Start of Block
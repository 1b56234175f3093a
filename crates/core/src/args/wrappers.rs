//! Combinators over argument types: deferred parsing, separated lists, and
//! primary-with-fallback alternation.

use async_trait::async_trait;

use crate::args::ArgumentType;
use crate::error::{CommandError, ErrorKind, RangeFail};
use crate::reader::{StrReader, ARGUMENT_SEPARATOR};
use crate::suggest::SuggestionsBuilder;

// ─── Lazy ────────────────────────────────────────────────────────────────────

/// Defers the inner type's `parse` to load time.
///
/// `parse` commits an opaque token (everything up to the next separator);
/// the real parse runs inside `load`, after the parser has already chosen
/// this branch. Useful when the inner parse is expensive enough that losing
/// it to backtracking matters.
pub struct LazyArgument<A> {
    inner: A,
}

impl<A: ArgumentType> LazyArgument<A> {
    /// Wrap `inner`.
    pub fn new(inner: A) -> Self {
        Self { inner }
    }
}

#[async_trait]
impl<A: ArgumentType> ArgumentType for LazyArgument<A> {
    type Parsed = String;
    type Loaded = A::Loaded;

    fn parse(&self, reader: &mut StrReader) -> Result<String, CommandError> {
        let raw = reader.read_while(|c| c != ARGUMENT_SEPARATOR).to_owned();
        if raw.is_empty() {
            return Err(reader.error_here(ErrorKind::Expected("value".into())));
        }
        Ok(raw)
    }

    async fn load(&self, parsed: String) -> Result<Self::Loaded, CommandError> {
        let mut reader = StrReader::new(parsed);
        let inner_parsed = self.inner.parse(&mut reader)?;
        if reader.can_read_any() {
            return Err(reader.error_here(ErrorKind::Expected("end of value".into())));
        }
        self.inner.load(inner_parsed).await
    }

    async fn list_suggestions(&self, builder: &mut SuggestionsBuilder) {
        self.inner.list_suggestions(builder).await;
    }

    fn examples(&self) -> Vec<String> {
        self.inner.examples()
    }
}

// ─── List ────────────────────────────────────────────────────────────────────

/// When a list drops duplicate values.
#[derive(Debug, Clone, Copy, PartialEq, Eq)]
pub enum Dedup {
    /// Keep duplicates.
    None,
    /// Drop duplicates of the parsed form, before load.
    Parsed,
    /// Drop duplicates of the loaded value.
    Loaded,
}

/// Collects one or more inner values separated by a configured character.
///
/// Cardinality is checked against `[min, max]` after deduplication (in
/// whichever phase dedup is configured for). The separator must differ from
/// the argument separator; an unexpected character between elements raises a
/// bad-separator error.
pub struct ListArgument<A> {
    inner: A,
    separator: char,
    min: usize,
    max: usize,
    dedup: Dedup,
}

impl<A: ArgumentType> ListArgument<A> {
    /// A list of `inner` values separated by `separator`, any length ≥ 1.
    pub fn new(inner: A, separator: char) -> Self {
        assert!(
            separator != ARGUMENT_SEPARATOR,
            "list separator cannot be the argument separator"
        );
        Self {
            inner,
            separator,
            min: 1,
            max: usize::MAX,
            dedup: Dedup::None,
        }
    }

    /// Require between `min` and `max` elements (inclusive).
    pub fn bounds(mut self, min: usize, max: usize) -> Self {
        self.min = min;
        self.max = max;
        self
    }

    /// Configure duplicate elimination.
    pub fn dedup(mut self, mode: Dedup) -> Self {
        self.dedup = mode;
        self
    }

    fn check_bounds(&self, len: usize, reader: Option<&StrReader>, start: usize) -> Result<(), CommandError> {
        let fail = if len < self.min {
            Some(RangeFail::Below)
        } else if len > self.max {
            Some(RangeFail::Above)
        } else {
            None
        };
        let Some(fail) = fail else { return Ok(()) };
        let kind = ErrorKind::Range {
            fail,
            what: "List length".into(),
            got: len.to_string(),
            min: self.min.to_string(),
            max: self.max.to_string(),
        };
        Err(match reader {
            Some(reader) => {
                let mut pinned = reader.clone();
                pinned.set_cursor(start);
                CommandError::with_reader(kind, pinned)
            }
            None => CommandError::new(kind),
        })
    }
}

fn dedup_in_place<T: PartialEq>(items: &mut Vec<T>) {
    let mut i = 0;
    while i < items.len() {
        if items[..i].contains(&items[i]) {
            items.remove(i);
        } else {
            i += 1;
        }
    }
}

#[async_trait]
impl<A> ArgumentType for ListArgument<A>
where
    A: ArgumentType,
    A::Parsed: PartialEq,
    A::Loaded: PartialEq,
{
    type Parsed = Vec<A::Parsed>;
    type Loaded = Vec<A::Loaded>;

    fn parse(&self, reader: &mut StrReader) -> Result<Vec<A::Parsed>, CommandError> {
        let start = reader.cursor();
        let mut items = vec![self.inner.parse(reader)?];
        while let Some(c) = reader.peek() {
            if c == self.separator {
                reader.skip();
                items.push(self.inner.parse(reader)?);
            } else if c == ARGUMENT_SEPARATOR {
                break;
            } else {
                return Err(reader.error_here(ErrorKind::BadSeparator(c)));
            }
        }
        if self.dedup == Dedup::Parsed {
            dedup_in_place(&mut items);
        }
        if self.dedup != Dedup::Loaded {
            self.check_bounds(items.len(), Some(reader), start)?;
        }
        Ok(items)
    }

    async fn load(&self, parsed: Vec<A::Parsed>) -> Result<Vec<A::Loaded>, CommandError> {
        let mut loaded = Vec::with_capacity(parsed.len());
        for item in parsed {
            loaded.push(self.inner.load(item).await?);
        }
        if self.dedup == Dedup::Loaded {
            dedup_in_place(&mut loaded);
            self.check_bounds(loaded.len(), None, 0)?;
        }
        Ok(loaded)
    }

    fn examples(&self) -> Vec<String> {
        let inner = self.inner.examples();
        match inner.as_slice() {
            [] => Vec::new(),
            [only] => vec![only.clone(), format!("{only}{}{only}", self.separator)],
            [first, second, ..] => {
                vec![first.clone(), format!("{first}{}{second}", self.separator)]
            }
        }
    }
}

// ─── Errorable ───────────────────────────────────────────────────────────────

/// Which branch of an [`ErrorableArgument`] produced the value.
#[derive(Debug, Clone, PartialEq, Eq)]
pub enum Alternative<P, F> {
    /// The primary type accepted the input.
    Primary(P),
    /// The primary's parse failed; the fallback accepted it.
    Fallback(F),
}

/// Tries a primary type, falling back to a secondary when its *parse* fails.
///
/// A load failure of the committed branch is not retried — by then the raw
/// token is gone.
pub struct ErrorableArgument<A, B> {
    primary: A,
    fallback: B,
}

impl<A: ArgumentType, B: ArgumentType> ErrorableArgument<A, B> {
    /// Combine `primary` with `fallback`.
    pub fn new(primary: A, fallback: B) -> Self {
        Self { primary, fallback }
    }
}

#[async_trait]
impl<A: ArgumentType, B: ArgumentType> ArgumentType for ErrorableArgument<A, B> {
    type Parsed = Alternative<A::Parsed, B::Parsed>;
    type Loaded = Alternative<A::Loaded, B::Loaded>;

    fn parse(&self, reader: &mut StrReader) -> Result<Self::Parsed, CommandError> {
        let start = reader.cursor();
        match self.primary.parse(reader) {
            Ok(parsed) => Ok(Alternative::Primary(parsed)),
            Err(_) => {
                reader.set_cursor(start);
                self.fallback.parse(reader).map(Alternative::Fallback)
            }
        }
    }

    async fn load(&self, parsed: Self::Parsed) -> Result<Self::Loaded, CommandError> {
        match parsed {
            Alternative::Primary(p) => self.primary.load(p).await.map(Alternative::Primary),
            Alternative::Fallback(f) => self.fallback.load(f).await.map(Alternative::Fallback),
        }
    }

    fn examples(&self) -> Vec<String> {
        let mut examples = self.primary.examples();
        examples.extend(self.fallback.examples());
        examples
    }
}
End of Block
**Try it:** Each entry above must be set down again without alteration.

**Written response:**
repository 1b56234175f3093a
filename crates/core/src/args/wrappers.rs
//! Combinators over argument types: deferred parsing, separated lists, and
//! primary-with-fallback alternation.

use async_trait::async_trait;

use crate::args::ArgumentType;
use crate::error::{CommandError, ErrorKind, RangeFail};
use crate::reader::{StrReader, ARGUMENT_SEPARATOR};
use crate::suggest::SuggestionsBuilder;

// ─── Lazy ────────────────────────────────────────────────────────────────────

/// Defers the inner type's `parse` to load time.
///
/// `parse` commits an opaque token (everything up to the next separator);
/// the real parse runs inside `load`, after the parser has already chosen
/// this branch. Useful when the inner parse is expensive enough that losing
/// it to backtracking matters.
pub struct LazyArgument<A> {
    inner: A,
}

impl<A: ArgumentType> LazyArgument<A> {
    /// Wrap `inner`.
    pub fn new(inner: A) -> Self {
        Self { inner }
    }
}

#[async_trait]
impl<A: ArgumentType> ArgumentType for LazyArgument<A> {
    type Parsed = String;
    type Loaded = A::Loaded;

    fn parse(&self, reader: &mut StrReader) -> Result<String, CommandError> {
        let raw = reader.read_while(|c| c != ARGUMENT_SEPARATOR).to_owned();
        if raw.is_empty() {
            return Err(reader.error_here(ErrorKind::Expected("value".into())));
        }
        Ok(raw)
    }

    async fn load(&self, parsed: String) -> Result<Self::Loaded, CommandError> {
        let mut reader = StrReader::new(parsed);
        let inner_parsed = self.inner.parse(&mut reader)?;
        if reader.can_read_any() {
            return Err(reader.error_here(ErrorKind::Expected("end of value".into())));
        }
        self.inner.load(inner_parsed).await
    }

    async fn list_suggestions(&self, builder: &mut SuggestionsBuilder) {
        self.inner.list_suggestions(builder).await;
    }

    fn examples(&self) -> Vec<String> {
        self.inner.examples()
    }
}

// ─── List ────────────────────────────────────────────────────────────────────

/// When a list drops duplicate values.
#[derive(Debug, Clone, Copy, PartialEq, Eq)]
pub enum Dedup {
    /// Keep duplicates.
    None,
    /// Drop duplicates of the parsed form, before load.
    Parsed,
    /// Drop duplicates of the loaded value.
    Loaded,
}

/// Collects one or more inner values separated by a configured character.
///
/// Cardinality is checked against `[min, max]` after deduplication (in
/// whichever phase dedup is configured for). The separator must differ from
/// the argument separator; an unexpected character between elements raises a
/// bad-separator error.
pub struct ListArgument<A> {
    inner: A,
    separator: char,
    min: usize,
    max: usize,
    dedup: Dedup,
}

impl<A: ArgumentType> ListArgument<A> {
    /// A list of `inner` values separated by `separator`, any length ≥ 1.
    pub fn new(inner: A, separator: char) -> Self {
        assert!(
            separator != ARGUMENT_SEPARATOR,
            "list separator cannot be the argument separator"
        );
        Self {
            inner,
            separator,
            min: 1,
            max: usize::MAX,
            dedup: Dedup::None,
        }
    }

    /// Require between `min` and `max` elements (inclusive).
    pub fn bounds(mut self, min: usize, max: usize) -> Self {
        self.min = min;
        self.max = max;
        self
    }

    /// Configure duplicate elimination.
    pub fn dedup(mut self, mode: Dedup) -> Self {
        self.dedup = mode;
        self
    }

    fn check_bounds(&self, len: usize, reader: Option<&StrReader>, start: usize) -> Result<(), CommandError> {
        let fail = if len < self.min {
            Some(RangeFail::Below)
        } else if len > self.max {
            Some(RangeFail::Above)
        } else {
            None
        };
        let Some(fail) = fail else { return Ok(()) };
        let kind = ErrorKind::Range {
            fail,
            what: "List length".into(),
            got: len.to_string(),
            min: self.min.to_string(),
            max: self.max.to_string(),
        };
        Err(match reader {
            Some(reader) => {
                let mut pinned = reader.clone();
                pinned.set_cursor(start);
                CommandError::with_reader(kind, pinned)
            }
            None => CommandError::new(kind),
        })
    }
}

fn dedup_in_place<T: PartialEq>(items: &mut Vec<T>) {
    let mut i = 0;
    while i < items.len() {
        if items[..i].contains(&items[i]) {
            items.remove(i);
        } else {
            i += 1;
        }
    }
}

#[async_trait]
impl<A> ArgumentType for ListArgument<A>
where
    A: ArgumentType,
    A::Parsed: PartialEq,
    A::Loaded: PartialEq,
{
    type Parsed = Vec<A::Parsed>;
    type Loaded = Vec<A::Loaded>;

    fn parse(&self, reader: &mut StrReader) -> Result<Vec<A::Parsed>, CommandError> {
        let start = reader.cursor();
        let mut items = vec![self.inner.parse(reader)?];
        while let Some(c) = reader.peek() {
            if c == self.separator {
                reader.skip();
                items.push(self.inner.parse(reader)?);
            } else if c == ARGUMENT_SEPARATOR {
                break;
            } else {
                return Err(reader.error_here(ErrorKind::BadSeparator(c)));
            }
        }
        if self.dedup == Dedup::Parsed {
            dedup_in_place(&mut items);
        }
        if self.dedup != Dedup::Loaded {
            self.check_bounds(items.len(), Some(reader), start)?;
        }
        Ok(items)
    }

    async fn load(&self, parsed: Vec<A::Parsed>) -> Result<Vec<A::Loaded>, CommandError> {
        let mut loaded = Vec::with_capacity(parsed.len());
        for item in parsed {
            loaded.push(self.inner.load(item).await?);
        }
        if self.dedup == Dedup::Loaded {
            dedup_in_place(&mut loaded);
            self.check_bounds(loaded.len(), None, 0)?;
        }
        Ok(loaded)
    }

    fn examples(&self) -> Vec<String> {
        let inner = self.inner.examples();
        match inner.as_slice() {
            [] => Vec::new(),
            [only] => vec![only.clone(), format!("{only}{}{only}", self.separator)],
            [first, second, ..] => {
                vec![first.clone(), format!("{first}{}{second}", self.separator)]
            }
        }
    }
}

// ─── Errorable ───────────────────────────────────────────────────────────────

/// Which branch of an [`ErrorableArgument`] produced the value.
#[derive(Debug, Clone, PartialEq, Eq)]
pub enum Alternative<P, F> {
    /// The primary type accepted the input.
    Primary(P),
    /// The primary's parse failed; the fallback accepted it.
    Fallback(F),
}

/// Tries a primary type, falling back to a secondary when its *parse* fails.
///
/// A load failure of the committed branch is not retried — by then the raw
/// token is gone.
pub struct ErrorableArgument<A, B> {
    primary: A,
    fallback: B,
}

impl<A: ArgumentType, B: ArgumentType> ErrorableArgument<A, B> {
    /// Combine `primary` with `fallback`.
    pub fn new(primary: A, fallback: B) -> Self {
        Self { primary, fallback }
    }
}

#[async_trait]
impl<A: ArgumentType, B: ArgumentType> ArgumentType for ErrorableArgument<A, B> {
    type Parsed = Alternative<A::Parsed, B::Parsed>;
    type Loaded = Alternative<A::Loaded, B::Loaded>;

    fn parse(&self, reader: &mut StrReader) -> Result<Self::Parsed, CommandError> {
        let start = reader.cursor();
        match self.primary.parse(reader) {
            Ok(parsed) => Ok(Alternative::Primary(parsed)),
            Err(_) => {
                reader.set_cursor(start);
                self.fallback.parse(reader).map(Alternative::Fallback)
            }
        }
    }

    async fn load(&self, parsed: Self::Parsed) -> Result<Self::Loaded, CommandError> {
        match parsed {
            Alternative::Primary(p) => self.primary.load(p).await.map(Alternative::Primary),
            Alternative::Fallback(f) => self.fallback.load(f).await.map(Alternative::Fallback),
        }
    }

    fn examples(&self) -> Vec<String> {
        let mut examples = self.primary.examples();
        examples.extend(self.fallback.examples());
        examples
    }
}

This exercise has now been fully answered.